Une visite discrète au Kremlin
Selon des sources citées par les médias américains, William Burns a rencontré des responsables russes au Kremlin. Les discussions ont notamment porté sur la situation en Ukraine et les moyens de réduire les risques d'escalade. Aucune déclaration officielle n'a été faite par la CIA ou le gouvernement russe à l'issue de cette rencontre.
Cette visite intervient alors que les États-Unis et la Russie maintiennent des canaux de communication limités depuis le début de la guerre en Ukraine. La CIA et le Service de renseignement extérieur russe (SVR) avaient déjà échangé par le passé, notamment sur des questions de sécurité nucléaire.
Des discussions sur la sécurité nucléaire
Les discussions auraient également abordé les risques nucléaires, un sujet sensible depuis que la Russie a suspendu sa participation au traité New START sur la réduction des armes stratégiques. William Burns, diplomate de carrière et ancien ambassadeur des États-Unis en Russie, connaît bien les dossiers russes.
Cette visite n'a pas été confirmée par la Maison-Blanche, qui a refusé de commenter les informations rapportées par les médias. Le Kremlin n'a pas non plus fait de déclaration publique à ce sujet. Les médias américains, citant des sources proches du dossier, affirment que cette rencontre s'inscrit dans le cadre d'efforts continus pour maintenir un dialogue de fond entre les deux puissances.
Un signal dans un contexte de tensions
Cette visite intervient alors que les États-Unis ont annoncé de nouvelles sanctions contre la Russie et que les combats se poursuivent en Ukraine. Selon des analystes, la présence de William Burns à Moscou pourrait être interprétée comme un signal de la volonté américaine de préserver des canaux de communication directs, malgré les divergences profondes sur l'Ukraine.
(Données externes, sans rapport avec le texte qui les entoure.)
//! Teach JUCE's juceaide build to accept a pre-built binary.
//!
//! JUCE builds its `juceaide` helper during configure, which fails or is slow
//! on cross-compiling and containerised toolchains. The patch inserts a branch
//! ahead of `if(JUCE_BUILD_HELPER_TOOLS)` that imports the executable named by
//! `JUCE_TOOL_JUCEAIDE` instead.

use std::fs;

use anyhow::{Context, Result, bail};
use camino::{Utf8Path, Utf8PathBuf};
use tracing::debug;

/// Location of the juceaide CMake file relative to the JUCE root.
pub const JUCEAIDE_CMAKELISTS: &str = "extras/Build/juceaide/CMakeLists.txt";

/// Either marker means the file already carries the patch.
pub const PATCH_MARKERS: [&str; 2] = ["DEFINED JUCE_TOOL_JUCEAIDE", "Using provided juceaide:"];

pub const ANCHOR: &str = "if(JUCE_BUILD_HELPER_TOOLS)";

const PATCH_BLOCK: &str = r#"if(DEFINED JUCE_TOOL_JUCEAIDE)
    message(STATUS "Using provided juceaide: ${JUCE_TOOL_JUCEAIDE}")

    add_executable(juceaide IMPORTED GLOBAL)
    set_target_properties(juceaide PROPERTIES IMPORTED_LOCATION "${JUCE_TOOL_JUCEAIDE}")
    add_executable(juce::juceaide ALIAS juceaide)

    get_filename_component(_juce_juceaide_name "${JUCE_TOOL_JUCEAIDE}" NAME)
    set(JUCE_JUCEAIDE_NAME "${_juce_juceaide_name}" CACHE INTERNAL "The name of the juceaide program")
elseif(JUCE_BUILD_HELPER_TOOLS)"#;

#[derive(Debug, Eq, PartialEq)]
pub enum PatchOutcome {
    AlreadyPatched,
    Patched(String),
}

pub fn default_target(juce_path: &Utf8Path) -> Utf8PathBuf {
    juce_path.join(JUCEAIDE_CMAKELISTS)
}

pub fn is_patched(text: &str) -> bool {
    PATCH_MARKERS.iter().any(|marker| text.contains(marker))
}

/// Apply the patch to `text` without touching the filesystem.
pub fn patch_text(text: &str) -> Result<PatchOutcome> {
    if is_patched(text) {
        return Ok(PatchOutcome::AlreadyPatched);
    }
    if !text.contains(ANCHOR) {
        bail!("Marker not found: {}", ANCHOR);
    }
    Ok(PatchOutcome::Patched(text.replacen(ANCHOR, PATCH_BLOCK, 1)))
}

/// Patch `path` in place. Nothing is written when the file is already
/// patched, when the anchor is missing, or on a dry run.
pub fn patch_file(path: &Utf8Path, dry_run: bool) -> Result<PatchOutcome> {
    let text = fs::read_to_string(path).with_context(|| format!("reading {}", path))?;
    let outcome = patch_text(&text).with_context(|| format!("patching {}", path))?;

    match &outcome {
        PatchOutcome::AlreadyPatched => println!("Already patched: {}", path),
        PatchOutcome::Patched(patched) if dry_run => {
            debug!(bytes = patched.len(), "skipping write on dry run");
            println!("[dry-run] would patch: {}", path);
        }
        PatchOutcome::Patched(patched) => {
            fs::write(path, patched).with_context(|| format!("writing {}", path))?;
            println!("Patched: {}", path);
        }
    }

    Ok(outcome)
}
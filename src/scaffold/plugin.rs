use crate::identity::ProjectIdentity;
use crate::templates::TemplateVars;

/// Embedded template paired with its location inside the generated project.
pub const MANIFEST: [(&str, &str); 5] = [
    ("juce/CMakeLists.txt", "CMakeLists.txt"),
    ("juce/Source/PluginProcessor.cpp", "Source/PluginProcessor.cpp"),
    ("juce/Source/PluginProcessor.h", "Source/PluginProcessor.h"),
    ("juce/Source/PluginEditor.cpp", "Source/PluginEditor.cpp"),
    ("juce/Source/PluginEditor.h", "Source/PluginEditor.h"),
];

#[derive(Clone, Copy, Debug, Eq, PartialEq)]
pub enum PluginKind {
    /// Stereo in, stereo out.
    Effect,
    /// Generates audio and takes MIDI input.
    Synth,
}

impl PluginKind {
    pub fn from_synth_flag(synth: bool) -> Self {
        if synth { PluginKind::Synth } else { PluginKind::Effect }
    }

    pub fn label(&self) -> &'static str {
        match self {
            PluginKind::Effect => "Effect",
            PluginKind::Synth => "Synthesizer",
        }
    }

    /// Name shown by `vibevst templates`.
    pub fn template_name(&self) -> &'static str {
        match self {
            PluginKind::Effect => "Effect",
            PluginKind::Synth => "Synth",
        }
    }

    fn cmake_flag(&self) -> &'static str {
        match self {
            PluginKind::Effect => "FALSE",
            PluginKind::Synth => "TRUE",
        }
    }
}

/// Escape text placed between double quotes. CMake and C++ agree on `\\` and `\"`.
pub fn escape_string_literal(text: &str) -> String {
    let mut escaped = String::with_capacity(text.len());
    for c in text.chars() {
        if matches!(c, '"' | '\\') {
            escaped.push('\\');
        }
        escaped.push(c);
    }
    escaped
}

/// Values for the `{{name}}` placeholders. Free text only ever lands inside string literals.
pub fn template_vars(identity: &ProjectIdentity, kind: PluginKind) -> TemplateVars {
    let mut vars = TemplateVars::new();
    vars.insert("project_name", identity.project_name.clone());
    vars.insert("class_name", identity.class_name.clone());
    vars.insert("display_name", escape_string_literal(&identity.display_name));
    vars.insert("company_name", escape_string_literal(&identity.company_name));
    vars.insert("is_synth", kind.cmake_flag().to_owned());
    vars.insert("needs_midi", kind.cmake_flag().to_owned());
    vars.insert(
        "manufacturer_code",
        format!("\"{}\"", escape_string_literal(&identity.manufacturer_code)),
    );
    vars.insert("plugin_code", format!("\"{}\"", escape_string_literal(&identity.plugin_code)));
    vars
}
use anyhow::{Result, bail};

/// Length of the manufacturer and plugin codes required by the plugin formats.
pub const CODE_LEN: usize = 4;
const CODE_PAD: char = 'X';

/// Names and codes derived from the display name given to `vibevst init`.
#[derive(Clone, Debug, Eq, PartialEq)]
pub struct ProjectIdentity {
    /// Identifier used for the CMake target and the project directory.
    pub project_name: String,
    /// Prefix of the generated C++ classes.
    pub class_name: String,
    /// Original input, shown in the plugin UI and product name.
    pub display_name: String,
    pub company_name: String,
    pub manufacturer_code: String,
    pub plugin_code: String,
}

impl ProjectIdentity {
    pub fn new(display_name: &str, company_name: &str) -> Result<Self> {
        let project_name = sanitize_project_name(display_name);
        if project_name.is_empty() {
            bail!(
                "project name `{}` has no letters, digits, or underscores to build an identifier from",
                display_name
            );
        }

        let class_name = class_name_for(&project_name);
        if class_name.is_empty() {
            bail!(
                "project name `{}` needs at least one letter or digit to form a class name",
                display_name
            );
        }

        Ok(Self {
            manufacturer_code: plugin_code_for(company_name),
            plugin_code: plugin_code_for(&project_name),
            project_name,
            class_name,
            display_name: display_name.to_owned(),
            company_name: company_name.to_owned(),
        })
    }
}

/// Keep only the characters that are safe in both a directory name and a C++ identifier.
pub fn sanitize_project_name(input: &str) -> String {
    input
        .chars()
        .filter(|c| c.is_alphanumeric() || *c == '_')
        .collect()
}

pub fn class_name_for(project_name: &str) -> String {
    project_name.chars().filter(|c| *c != '_').collect()
}

/// Derive a 4-character code: uppercase the first four characters, pad with `X`.
///
/// Uppercasing can expand a character (`ß` becomes `SS`), so the result is
/// truncated again after case mapping.
pub fn plugin_code_for(source: &str) -> String {
    let mut code: String = source
        .chars()
        .take(CODE_LEN)
        .flat_map(char::to_uppercase)
        .take(CODE_LEN)
        .collect();
    while code.chars().count() < CODE_LEN {
        code.push(CODE_PAD);
    }
    code
}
Les précédents contacts entre la CIA et les services russes avaient porté sur des échanges de prisonniers et des questions de sécurité. En 2022, William Burns avait rencontré son homologue russe à Ankara, en Turquie, pour discuter des risques d'utilisation d'armes nucléaires. Cette nouvelle visite à Moscou suggère que les canaux de communication restent actifs, même si les résultats concrets de ces échanges ne sont pas rendus publics.